Could you set down every record exactly as it appears?

Segment Open

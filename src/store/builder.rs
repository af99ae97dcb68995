use serde_json::{Map, Value};
use std::collections::BTreeMap;
use std::sync::{Arc, OnceLock};

use super::definition::{DefinitionKind, StoreDefinition};
use super::state::StateSlice;
use super::store::{Field, Store, StoreKind, StoreParts, WeakStore, RESERVED_FIELDS};
use crate::error::{Result, StoreError};
use crate::registry::{Registry, ReservedFieldPolicy};
use crate::runtime::Scope;
use crate::signal::create_memo;

struct SetupOutput {
    state: StateSlice,
    fields: Vec<(String, Field)>,
}

/// Compose a store for `definition`.
///
/// The setup runs inside a fresh scope nested under the registry's root
/// scope. Registration and plugins are left to the caller.
pub(crate) fn build(registry: &Registry, definition: &StoreDefinition) -> Result<Store> {
    let id = definition.id();
    let owner: Arc<OnceLock<WeakStore>> = Arc::new(OnceLock::new());
    let (scope, output) = registry
        .root_scope()
        .run(|| {
            let scope = Scope::new(false);
            let output = scope.run(|| run_setup(registry, definition, &owner));
            (scope, output)
        })
        .ok_or(StoreError::RegistryStopped)?;

    let output = match output {
        Some(Ok(output)) => output,
        Some(Err(err)) => {
            scope.stop();
            return Err(err);
        }
        None => return Err(StoreError::RegistryStopped),
    };

    let fields = match merge_fields(id, output.fields, registry.config().reserved_fields) {
        Ok(fields) => fields,
        Err(err) => {
            scope.stop();
            return Err(err);
        }
    };

    let kind = match &definition.kind {
        DefinitionKind::Options { state, .. } => StoreKind::Options {
            state: state.clone(),
        },
        DefinitionKind::Setup(_) => StoreKind::Setup,
    };

    let store = Store::from_parts(StoreParts {
        id: id.to_string(),
        registry: registry.downgrade(),
        state: output.state,
        fields,
        scope,
        kind,
        warn_on_inert_writes: registry.config().warn_on_inert_writes,
    });
    let _ = owner.set(store.downgrade());
    Ok(store)
}

fn run_setup(
    registry: &Registry,
    definition: &StoreDefinition,
    owner: &Arc<OnceLock<WeakStore>>,
) -> Result<SetupOutput> {
    let id = definition.id();
    match &definition.kind {
        DefinitionKind::Options {
            state,
            getters,
            actions,
        } => {
            let initial = match state {
                Some(factory) => factory(),
                None => Value::Object(Map::new()),
            };
            let state = StateSlice::from_value(id, initial)?;
            registry.set_root_slice(id, state.clone());

            let mut fields: Vec<(String, Field)> = state
                .keys()
                .filter_map(|key| {
                    let signal = state.signal(key)?.clone();
                    Some((key.to_string(), Field::State(signal)))
                })
                .collect();

            for (name, action) in actions {
                fields.push((name.clone(), Field::Action(action.clone())));
            }

            // Getters evaluate against the composed store (actions included)
            // they belong to, which is filled in once the store exists.
            for (name, getter) in getters {
                let owner = Arc::clone(owner);
                let getter = getter.clone();
                let memo = create_memo(move || match owner.get().and_then(WeakStore::upgrade) {
                    Some(store) => getter(&store),
                    None => Value::Null,
                });
                fields.push((name.clone(), Field::Getter(memo)));
            }

            Ok(SetupOutput { state, fields })
        }
        DefinitionKind::Setup(setup) => {
            let setup_fields = setup(registry)?;
            let signals: BTreeMap<_, _> = setup_fields
                .fields
                .iter()
                .filter_map(|(name, field)| match field {
                    Field::State(signal) => Some((name.clone(), signal.clone())),
                    _ => None,
                })
                .collect();
            let state = StateSlice::from_signals(id, signals);
            registry.set_root_slice(id, state.clone());
            Ok(SetupOutput {
                state,
                fields: setup_fields.fields,
            })
        }
    }
}

/// Merge user members; later entries win, built-in names always win.
fn merge_fields(
    store_id: &str,
    fields: Vec<(String, Field)>,
    policy: ReservedFieldPolicy,
) -> Result<BTreeMap<String, Field>> {
    let mut merged = BTreeMap::new();
    for (name, field) in fields {
        if RESERVED_FIELDS.contains(&name.as_str()) {
            match policy {
                ReservedFieldPolicy::Shadow => {
                    tracing::warn!(
                        store = store_id,
                        field = %name,
                        "field shadowed by a built-in store member"
                    );
                    continue;
                }
                ReservedFieldPolicy::Reject => {
                    return Err(StoreError::ReservedField {
                        store: store_id.to_string(),
                        field: name,
                    });
                }
            }
        }
        if merged.insert(name.clone(), field).is_some() {
            tracing::warn!(
                store = store_id,
                field = %name,
                "field replaced by a later member with the same name"
            );
        }
    }
    Ok(merged)
}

Segment Closed

» Exercise solution:
filename src/store/builder.rs
repository af99ae97dcb68995
use serde_json::{Map, Value};
use std::collections::BTreeMap;
use std::sync::{Arc, OnceLock};

use super::definition::{DefinitionKind, StoreDefinition};
use super::state::StateSlice;
use super::store::{Field, Store, StoreKind, StoreParts, WeakStore, RESERVED_FIELDS};
use crate::error::{Result, StoreError};
use crate::registry::{Registry, ReservedFieldPolicy};
use crate::runtime::Scope;
use crate::signal::create_memo;

struct SetupOutput {
    state: StateSlice,
    fields: Vec<(String, Field)>,
}

/// Compose a store for `definition`.
///
/// The setup runs inside a fresh scope nested under the registry's root
/// scope. Registration and plugins are left to the caller.
pub(crate) fn build(registry: &Registry, definition: &StoreDefinition) -> Result<Store> {
    let id = definition.id();
    let owner: Arc<OnceLock<WeakStore>> = Arc::new(OnceLock::new());
    let (scope, output) = registry
        .root_scope()
        .run(|| {
            let scope = Scope::new(false);
            let output = scope.run(|| run_setup(registry, definition, &owner));
            (scope, output)
        })
        .ok_or(StoreError::RegistryStopped)?;

    let output = match output {
        Some(Ok(output)) => output,
        Some(Err(err)) => {
            scope.stop();
            return Err(err);
        }
        None => return Err(StoreError::RegistryStopped),
    };

    let fields = match merge_fields(id, output.fields, registry.config().reserved_fields) {
        Ok(fields) => fields,
        Err(err) => {
            scope.stop();
            return Err(err);
        }
    };

    let kind = match &definition.kind {
        DefinitionKind::Options { state, .. } => StoreKind::Options {
            state: state.clone(),
        },
        DefinitionKind::Setup(_) => StoreKind::Setup,
    };

    let store = Store::from_parts(StoreParts {
        id: id.to_string(),
        registry: registry.downgrade(),
        state: output.state,
        fields,
        scope,
        kind,
        warn_on_inert_writes: registry.config().warn_on_inert_writes,
    });
    let _ = owner.set(store.downgrade());
    Ok(store)
}

fn run_setup(
    registry: &Registry,
    definition: &StoreDefinition,
    owner: &Arc<OnceLock<WeakStore>>,
) -> Result<SetupOutput> {
    let id = definition.id();
    match &definition.kind {
        DefinitionKind::Options {
            state,
            getters,
            actions,
        } => {
            let initial = match state {
                Some(factory) => factory(),
                None => Value::Object(Map::new()),
            };
            let state = StateSlice::from_value(id, initial)?;
            registry.set_root_slice(id, state.clone());

            let mut fields: Vec<(String, Field)> = state
                .keys()
                .filter_map(|key| {
                    let signal = state.signal(key)?.clone();
                    Some((key.to_string(), Field::State(signal)))
                })
                .collect();

            for (name, action) in actions {
                fields.push((name.clone(), Field::Action(action.clone())));
            }

            // Getters evaluate against the composed store (actions included)
            // they belong to, which is filled in once the store exists.
            for (name, getter) in getters {
                let owner = Arc::clone(owner);
                let getter = getter.clone();
                let memo = create_memo(move || match owner.get().and_then(WeakStore::upgrade) {
                    Some(store) => getter(&store),
                    None => Value::Null,
                });
                fields.push((name.clone(), Field::Getter(memo)));
            }

            Ok(SetupOutput { state, fields })
        }
        DefinitionKind::Setup(setup) => {
            let setup_fields = setup(registry)?;
            let signals: BTreeMap<_, _> = setup_fields
                .fields
                .iter()
                .filter_map(|(name, field)| match field {
                    Field::State(signal) => Some((name.clone(), signal.clone())),
                    _ => None,
                })
                .collect();
            let state = StateSlice::from_signals(id, signals);
            registry.set_root_slice(id, state.clone());
            Ok(SetupOutput {
                state,
                fields: setup_fields.fields,
            })
        }
    }
}

/// Merge user members; later entries win, built-in names always win.
fn merge_fields(
    store_id: &str,
    fields: Vec<(String, Field)>,
    policy: ReservedFieldPolicy,
) -> Result<BTreeMap<String, Field>> {
    let mut merged = BTreeMap::new();
    for (name, field) in fields {
        if RESERVED_FIELDS.contains(&name.as_str()) {
            match policy {
                ReservedFieldPolicy::Shadow => {
                    tracing::warn!(
                        store = store_id,
                        field = %name,
                        "field shadowed by a built-in store member"
                    );
                    continue;
                }
                ReservedFieldPolicy::Reject => {
                    return Err(StoreError::ReservedField {
                        store: store_id.to_string(),
                        field: name,
                    });
                }
            }
        }
        if merged.insert(name.clone(), field).is_some() {
            tracing::warn!(
                store = store_id,
                field = %name,
                "field replaced by a later member with the same name"
            );
        }
    }
    Ok(merged)
}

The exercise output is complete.